If you have difficulty with women, read this!

It’s an eternal debate, you may think it’s luck but I really HATE how people are treating me, friends, co workers, strangers, they don’t see me for what I am, all they see is how I look.

What I want is a deep connection with someone and they don’t understand, that I’m not superficial, too dumb, and don’t put all my chances on my look. Some women approached me just for ego boosting and treated me as a trophy, to be validated by other women as if I was an object you know.

The other side is other males that put themselves in competition against me. They often try to disrespect me in front of people, especially in front of women to assert “dominance”. It never happens in private.

When I try to interact with women, often they don’t believe how “someone like me is interested in them”, that I’m certainly trying to mock them or think they are easy girls. They think of a smart, arrogant guy that has no flaws, no insecurities, girls in abundance, no problems in life so they see me as a mastermind planning on something bad, when they don’t know me well.

We all have our problems, some are richer than some, some are more attractive or stronger in video games than some, life is complicating, not binary, having more money doesn’t necessarily mean you have a greater life, being attractive doesn’t mean you are happy.

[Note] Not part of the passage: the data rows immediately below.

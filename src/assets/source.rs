use std::fmt;

use crate::foundation::core::{PixelSize, Size};
use crate::foundation::error::{WalliError, WalliResult};
use crate::render::cpu::{image_paint, pixmap_from_premul_bytes};

/// Immutably decoded raster the compositor draws from.
///
/// Cloning is cheap: pixel storage is shared behind an `Arc`.
#[derive(Clone)]
pub struct SourceImage {
    width: u32,
    height: u32,
    fingerprint: u64,
    paint: vello_cpu::Image,
}

impl fmt::Debug for SourceImage {
    fn fmt(&self, f: &mut fmt::Formatter<'_>) -> fmt::Result {
        f.debug_struct("SourceImage")
            .field("width", &self.width)
            .field("height", &self.height)
            .field("fingerprint", &format_args!("{:016x}", self.fingerprint))
            .finish()
    }
}

impl SourceImage {
    /// Build from tightly packed, row-major, straight-alpha RGBA8 pixels.
    pub fn from_rgba8(width: u32, height: u32, mut rgba: Vec<u8>) -> WalliResult<Self> {
        premultiply_rgba8_in_place(&mut rgba);
        Self::from_premul_rgba8(width, height, rgba)
    }

    pub(crate) fn from_premul_rgba8(width: u32, height: u32, rgba: Vec<u8>) -> WalliResult<Self> {
        if width == 0 || height == 0 {
            return Err(WalliError::decode("image has zero width or height"));
        }
        let mut fingerprint_input = Vec::with_capacity(rgba.len() + 8);
        fingerprint_input.extend_from_slice(&width.to_le_bytes());
        fingerprint_input.extend_from_slice(&height.to_le_bytes());
        fingerprint_input.extend_from_slice(&rgba);
        let fingerprint = xxhash_rust::xxh3::xxh3_64(&fingerprint_input);

        let pixmap = pixmap_from_premul_bytes(&rgba, width, height)
            .map_err(|e| WalliError::decode(format!("image too large for raster backend: {e}")))?;
        let paint = image_paint(pixmap);

        Ok(Self {
            width,
            height,
            fingerprint,
            paint,
        })
    }

    /// Natural width in pixels.
    pub fn width(&self) -> u32 {
        self.width
    }

    /// Natural height in pixels.
    pub fn height(&self) -> u32 {
        self.height
    }

    /// Natural pixel dimensions.
    pub fn pixel_size(&self) -> PixelSize {
        PixelSize::new(self.width, self.height)
    }

    /// Natural dimensions as floating-point geometry.
    pub fn natural_size(&self) -> Size {
        self.pixel_size().to_size()
    }

    /// Content hash of dimensions and pixels.
    pub fn fingerprint(&self) -> u64 {
        self.fingerprint
    }

    pub(crate) fn paint(&self) -> vello_cpu::Image {
        self.paint.clone()
    }
}

pub(crate) fn premultiply_rgba8_in_place(rgba: &mut [u8]) {
    for px in rgba.chunks_exact_mut(4) {
        let a = px[3] as u16;
        if a == 0 {
            px[0] = 0;
            px[1] = 0;
            px[2] = 0;
            continue;
        }
        px[0] = ((px[0] as u16 * a + 127) / 255) as u8;
        px[1] = ((px[1] as u16 * a + 127) / 255) as u8;
        px[2] = ((px[2] as u16 * a + 127) / 255) as u8;
    }
}

/// Proof that a decode was started; only the most recent ticket may commit.
#[derive(Clone, Copy, Debug, PartialEq, Eq)]
pub struct DecodeTicket {
    generation: u64,
}

/// What happened when a decode result was handed back to the slot.
#[derive(Debug)]
pub enum SlotEvent {
    /// The decoded image replaced the current one.
    Committed,
    /// The ticket was superseded by a newer upload or a clear; the result was dropped.
    Stale,
    /// Decoding failed; the previous image was cleared.
    Failed(WalliError),
}

/// Owner of the currently committed [`SourceImage`] and the single in-flight decode.
///
/// Every upload or clear bumps a generation counter. A decode finishing with an older ticket is
/// discarded without touching state, so a slow decode can never overwrite a newer choice.
#[derive(Debug, Default)]
pub struct ImageSlot {
    generation: u64,
    pending: Option<u64>,
    current: Option<SourceImage>,
}

impl ImageSlot {
    /// Create an empty slot.
    pub fn new() -> Self {
        Self::default()
    }

    /// Start a new upload, superseding any decode still in flight.
    pub fn begin_upload(&mut self) -> DecodeTicket {
        self.generation += 1;
        self.pending = Some(self.generation);
        DecodeTicket {
            generation: self.generation,
        }
    }

    /// Hand back the outcome of the decode started with `ticket`.
    pub fn finish(&mut self, ticket: DecodeTicket, result: WalliResult<SourceImage>) -> SlotEvent {
        if self.pending != Some(ticket.generation) {
            tracing::debug!(
                ticket = ticket.generation,
                current = self.generation,
                "discarding stale decode"
            );
            return SlotEvent::Stale;
        }
        self.pending = None;
        match result {
            Ok(img) => {
                tracing::info!(width = img.width(), height = img.height(), "image committed");
                self.current = Some(img);
                SlotEvent::Committed
            }
            Err(err) => {
                tracing::warn!(error = %err, "image decode failed; clearing image");
                self.current = None;
                SlotEvent::Failed(err)
            }
        }
    }

    /// Decode `bytes` synchronously through the ticket protocol.
    pub fn upload(&mut self, bytes: &[u8]) -> SlotEvent {
        let ticket = self.begin_upload();
        let result = crate::assets::decode::decode_source_image(bytes);
        self.finish(ticket, result)
    }

    /// Drop the image and invalidate any decode in flight.
    pub fn clear(&mut self) {
        self.generation += 1;
        self.pending = None;
        self.current = None;
    }

    /// The committed image, if any.
    pub fn current(&self) -> Option<&SourceImage> {
        self.current.as_ref()
    }

    /// `true` while a decode ticket is outstanding.
    pub fn is_loading(&self) -> bool {
        self.pending.is_some()
    }
}

#[cfg(test)]
#[path = "../../tests/unit/assets/source.rs"]
mod tests;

Living through the eyes of others and waiting for their approval, is like living in automatic mode, missing your life and being in spectator mode. Your value is not based on your look, your value is based on what YOU value, if you base your value on your ability to attract women, it might create frustration even if you are attractive, as we age and EVERYONE take refusals.

All of this is not to s*ck myself nor to make people feel guilty. The goal is to make you realize, whatever you are, whatever you have, whatever everything in the world, if you don’t learn how to love yourself and it’s not easy indeed, you will always envy others, it’s an eternal cycle of fear and hatred.

There is good in each pills (blue, red and black) the solution is not only one pill, the nearest from the truth (for me) are the three TOGETHER, what differs from two pilled people is how they use the datas. They use them to make their lives better, taking account of everything we can’t change or they complain and start to hate women.

You can’t hate them for profiting a situation men created first and allow through decades, till today. I understand you may be frustrated, you may say “you are attractive, you are lucky”, It’s not as incredible as you think. Everyone poops the same way, everyone eats to survive, we all need water too, we all bleed the same way.

Why are you taking this so personally ? A “NO” from women, as if it was necessarily YOUR fault. There are plenty of reasons… Are you responsible for what she thinks at X moment ? Are you responsible if she has a bad day ? Are you responsible if you don’t correspond her criteria ? It’s a loss for her and she saves you a lot of time. Are you responsible if she is not currently emotionally available because her last boyfriend did something wrong ? Are you responsible if she is afraid of commitment ?

Are you responsible if she doesn’t want to be seen as an easy girl ? Are you responsible if she is focused on work instead of love ? And most IMPORTANT, are you responsible if it was a bad timing and you sadly were in a bad place in bad time ?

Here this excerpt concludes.